We present solutions in which the search phase is based on automata as opposed to solutions based on combinatorial properties of words. Thus, the algorithms perform on-line searches with a buffer on the text that does not need to store more than one letter at a time. The solutions are adequate for processing sequential-access files or streams of symbols.

The main algorithms of this chapter solve special instances of the determinization or minimization problems of automata. Basically, given an automaton that recognizes the language X on the alphabet A, algorithms build a deterministic, and sometimes minimal, automaton for the language A*X, which is applied afterwards to search efficiently for words of X.

The time complexity of algorithms is given as a function of the input, and is typically linear in the length of the input. This takes into account the set of letters actually occurring in the input. But the running time may depend on the output as well. So, a careful statement of each problem is necessary, to avoid for example quadratic-size outputs that would obviously imply quadratic-time algorithms.

The complexity of algorithms is analysed in a model of a machine in which the basic operation on letters is comparison in the form less-equal-greater. The implicit ordering on the alphabet is exploited in several algorithms. The assumption on the model makes it possible to process words over a potentially unbounded alphabet. Some algorithms for the simplest pattern-matching problem (searching for only one word) operates in a weaker model (comparison in the form equal-unequal). We also mention how the running times of most algorithms are affected when branchings in automata are performed by looking up a transition table (see Section 3). This is valid if the alphabet is known in advance and if the letters can be assimilated to indices on a table. Otherwise, a straightforward simulation implies that the running times are multiplied by O(log card A), while in the comparison model the running times of some algorithms are independent of the alphabet.

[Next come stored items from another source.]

//! Provides input/output functionality for molecular structure files.
//!
//! Structure formats implement the [`traits::MolecularFile`] trait; [`pdb`]
//! is the fixed-column PDB implementation used by the batch workflow. The
//! [`report`] module writes derived per-residue tables.

pub mod pdb;
pub mod report;
pub mod traits;
//! # SASA-B Core Library
//!
//! Per-atom solvent-accessible surface area (SASA) for protein structures,
//! estimated with the Shrake-Rupley algorithm and written into the B-factor
//! column so that structure viewers can color atoms by exposure.
//!
//! ## Architecture
//!
//! - **[`core`]: The Foundation.** Stateless data models (`MolecularSystem`),
//!   the PDB reader/writer and the van der Waals radius table.
//!
//! - **[`engine`]: The Computation.** The `SurfaceAreaEstimator` with its
//!   sphere point lattice and k-d tree neighbor search, configuration builders,
//!   errors and progress events.
//!
//! - **[`workflows`]: The Public API.** Annotating a single structure and
//!   converting a whole directory of structure files.
//!
//! ## Example
//!
//! ```no_run
//! use sasab::core::io::pdb::PdbFile;
//! use sasab::core::io::traits::MolecularFile;
//! use sasab::core::radii::RadiusTable;
//! use sasab::engine::estimator::SurfaceAreaEstimator;
//!
//! let (mut system, metadata) = PdbFile::read_from_path("1abc.pdb")?;
//! let summary = SurfaceAreaEstimator::default().compute_all(&mut system, &RadiusTable::new())?;
//! println!("total SASA: {:.2}", summary.total_sasa);
//! PdbFile::write_to_path(&system, &metadata, "1abc_sasa_b.pdb")?;
//! # Ok::<(), Box<dyn std::error::Error>>(())
//! ```

pub mod core;
pub mod engine;
pub mod workflows;
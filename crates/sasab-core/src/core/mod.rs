//! # Core Module
//!
//! The stateless foundation of the library: molecular data structures, file
//! formats and the element radius table.
//!
//! - **Molecular Representation** ([`models`]) - Atoms, residues, chains and models held in a [`models::system::MolecularSystem`]
//! - **File I/O** ([`io`]) - PDB reading and writing with record preservation, plus CSV reports
//! - **Atomic Radii** ([`radii`]) - Van der Waals radii by element with overrides and an explicit fallback

pub mod io;
pub mod models;
pub mod radii;
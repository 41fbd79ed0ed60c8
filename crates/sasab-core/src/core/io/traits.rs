use crate::core::models::system::MolecularSystem;
use std::error::Error;
use std::fs::File;
use std::io::{self, BufRead, BufReader, BufWriter, Cursor, Write};
use std::path::Path;

/// Defines the interface for reading and writing structure file formats.
///
/// A format reads into a [`MolecularSystem`] plus format-specific metadata
/// (whatever the format needs to reproduce the parts of the file the model does
/// not represent), and writes a system back together with that metadata.
pub trait MolecularFile {
    /// Format-specific data carried from reading to writing.
    type Metadata;

    /// The error type for I/O and parse failures.
    type Error: Error + From<io::Error>;

    /// Reads a molecular system from a buffered reader.
    ///
    /// # Errors
    ///
    /// Returns an error if parsing fails or the reader fails.
    fn read_from(
        reader: &mut impl BufRead,
    ) -> Result<(MolecularSystem, Self::Metadata), Self::Error>;

    /// Writes a molecular system, reproducing the layout captured in `metadata`.
    ///
    /// # Errors
    ///
    /// Returns an error if writing fails or the metadata refers to atoms the
    /// system does not contain.
    fn write_to(
        system: &MolecularSystem,
        metadata: &Self::Metadata,
        writer: &mut impl Write,
    ) -> Result<(), Self::Error>;

    /// Reads a molecular system from an in-memory string.
    fn read_from_str(content: &str) -> Result<(MolecularSystem, Self::Metadata), Self::Error> {
        Self::read_from(&mut Cursor::new(content))
    }

    /// Reads a molecular system from a file path.
    ///
    /// # Errors
    ///
    /// Returns an error if the file cannot be opened or parsing fails.
    fn read_from_path<P: AsRef<Path>>(
        path: P,
    ) -> Result<(MolecularSystem, Self::Metadata), Self::Error> {
        let file = File::open(path)?;
        let mut reader = BufReader::new(file);
        Self::read_from(&mut reader)
    }

    /// Writes a molecular system and metadata to a file path.
    ///
    /// The writer is flushed before returning so that write errors surface
    /// here rather than being lost when the buffer is dropped.
    ///
    /// # Errors
    ///
    /// Returns an error if the file cannot be created or writing fails.
    fn write_to_path<P: AsRef<Path>>(
        system: &MolecularSystem,
        metadata: &Self::Metadata,
        path: P,
    ) -> Result<(), Self::Error> {
        let file = File::create(path)?;
        let mut writer = BufWriter::new(file);
        Self::write_to(system, metadata, &mut writer)?;
        writer.flush()?;
        Ok(())
    }
}
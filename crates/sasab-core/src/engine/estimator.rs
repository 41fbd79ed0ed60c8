use super::config::{LOW_POINT_COUNT_THRESHOLD, ShrakeRupleyConfig};
use super::error::EngineError;
use super::neighbors::NeighborIndex;
use super::sphere::SpherePointSet;
use crate::core::models::system::MolecularSystem;
use crate::core::radii::RadiusTable;
use crate::workflows::annotate::{self, AnnotationSummary};
use nalgebra::Point3;
use std::f64::consts::PI;
use std::sync::OnceLock;
use tracing::{instrument, trace, warn};

#[cfg(feature = "parallel")]
use rayon::prelude::*;

/// One sphere of a surface: an atom center and its van der Waals radius.
#[derive(Debug, Clone, Copy, PartialEq)]
pub struct SurfaceAtom {
    pub position: Point3<f64>,
    pub radius: f64,
}

impl SurfaceAtom {
    pub fn new(position: Point3<f64>, radius: f64) -> Self {
        Self { position, radius }
    }
}

/// Shrake-Rupley solvent-accessible surface area estimator.
///
/// Every atom's sphere is expanded by the probe radius and sampled with a
/// fixed set of points. A point is exposed when it lies outside every other
/// expanded sphere; the atom's area is the exposed fraction of its expanded
/// sphere's area. The sample points are generated on first use and reused for
/// every atom and every structure this estimator sees.
#[derive(Debug)]
pub struct SurfaceAreaEstimator {
    config: ShrakeRupleyConfig,
    points: OnceLock<SpherePointSet>,
}

impl Default for SurfaceAreaEstimator {
    fn default() -> Self {
        Self::new(ShrakeRupleyConfig::default())
    }
}

impl SurfaceAreaEstimator {
    pub fn new(config: ShrakeRupleyConfig) -> Self {
        if config.points_per_atom < LOW_POINT_COUNT_THRESHOLD {
            warn!(
                points_per_atom = config.points_per_atom,
                "Very few sample points per atom; surface areas will have high variance."
            );
        }
        Self {
            config,
            points: OnceLock::new(),
        }
    }

    fn sphere_points(&self) -> &SpherePointSet {
        self.points
            .get_or_init(|| SpherePointSet::fibonacci(self.config.points_per_atom))
    }

    /// Estimates the solvent-accessible area of each atom, in input order.
    ///
    /// All atoms form one surface: each is occluded by every other atom in the
    /// slice. Areas are in squared length units of the input coordinates and
    /// fall in `[0, 4π(radius + probe)²]`.
    #[instrument(skip_all, name = "shrake_rupley", fields(atoms = atoms.len()))]
    pub fn compute(&self, atoms: &[SurfaceAtom]) -> Vec<f64> {
        if atoms.is_empty() {
            return Vec::new();
        }

        let probe = self.config.probe_radius;
        let expanded: Vec<f64> = atoms.iter().map(|a| a.radius + probe).collect();
        let centers: Vec<[f64; 3]> = atoms
            .iter()
            .map(|a| [a.position.x, a.position.y, a.position.z])
            .collect();
        let index = NeighborIndex::new(centers, &expanded);
        let points = self.sphere_points();
        let total_points = points.len() as f64;

        let area_of = |i: usize| -> f64 {
            let center = atoms[i].position;
            let radius = expanded[i];
            let neighbors: Vec<(Point3<f64>, f64)> = index
                .overlapping(i)
                .into_iter()
                .map(|j| (atoms[j].position, expanded[j] * expanded[j]))
                .collect();

            let exposed = points
                .points()
                .iter()
                .filter(|&&p| {
                    let sample = center + p * radius;
                    !neighbors
                        .iter()
                        .any(|(other, radius_sq)| (sample - *other).norm_squared() < *radius_sq)
                })
                .count();

            exposed as f64 / total_points * 4.0 * PI * radius * radius
        };

        #[cfg(not(feature = "parallel"))]
        let iterator = 0..atoms.len();

        #[cfg(feature = "parallel")]
        let iterator = (0..atoms.len()).into_par_iter();

        let areas: Vec<f64> = iterator.map(area_of).collect();
        trace!(total = areas.iter().sum::<f64>(), "Surface computed.");
        areas
    }

    /// Annotates every atom of `system` with its surface area, model by model.
    ///
    /// See [`annotate::run`] for how radii and alternate locations are handled.
    pub fn compute_all(
        &self,
        system: &mut MolecularSystem,
        radii: &RadiusTable,
    ) -> Result<AnnotationSummary, EngineError> {
        annotate::run(system, self, radii)
    }
}
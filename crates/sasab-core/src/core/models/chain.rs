use super::ids::ResidueId;

#[derive(Debug, Clone, PartialEq, Eq)]
pub struct Chain {
    pub id: char,                        // Chain identifier (e.g., 'A', 'B'); ' ' when blank
    pub model: usize,                    // Index into `MolecularSystem::models`
    pub(crate) residues: Vec<ResidueId>, // Ordered list of residue IDs belonging to this chain
}

impl Chain {
    pub(crate) fn new(id: char, model: usize) -> Self {
        Self {
            id,
            model,
            residues: Vec::new(),
        }
    }

    pub fn residues(&self) -> &[ResidueId] {
        &self.residues
    }
}
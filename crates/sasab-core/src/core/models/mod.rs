//! # Core Models Module
//!
//! Data structures used to represent a molecular structure read from disk.
//!
//! ## Overview
//!
//! A [`system::MolecularSystem`] owns every atom, residue and chain of a structure
//! in slot maps addressed by the stable IDs from [`ids`]. Models group chains
//! the way `MODEL` blocks do in a PDB file, and file order is remembered so that
//! a structure can be written back out in the layout it was read in.
//!
//! ## Key Components
//!
//! - [`atom`] - Individual atom with coordinates, PDB fields and its surface area slot
//! - [`residue`] - Residue grouping with primary-conformer lookup by atom name
//! - [`chain`] - Chain grouping within a model
//! - [`system`] - The complete structure and its models
//! - [`builder`] - Incremental construction from a stream of atom records
//! - [`ids`] - Unique identifier types for atoms, residues, and chains
//!
//! ## Usage
//!
//! ```ignore
//! use sasab::core::models::{atom::Atom, builder::{MolecularSystemBuilder, ResidueKey}};
//!
//! let mut builder = MolecularSystemBuilder::new();
//! let key = ResidueKey { chain_id: 'A', number: 1, insertion_code: None, name: "GLY" };
//! builder.add_atom(&key, Atom::new(1, " CA ", Default::default(), Point3::origin()));
//! let system = builder.build();
//! ```

pub mod atom;
pub mod builder;
pub mod chain;
pub mod ids;
pub mod residue;
pub mod system;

The regular-expression-matching problem (Section 4) is when the pattern is a general regular expression. The standard solution is certainly by Thompson (1968). The mechanism is one of the basic features of the UNIX operating system and of its tools.

When the language described by the pattern reduces to a finite set of words (Section 5), called a dictionary, the pattern-matching algorithm runs in linear time (on a fixed alphabet) instead of quadratic time for the general solution. Moreover, when the pattern is only one word (Section 6), the same running time holds, independently of the alphabet.

Suffix automata presented in Section 7 serve as indexes. They provide a solution to the pattern-matching instance where the searched text has to be preprocessed. The main point of the section is the linear-time construction of suffix automata (on a fixed alphabet), which results partially from their linear size.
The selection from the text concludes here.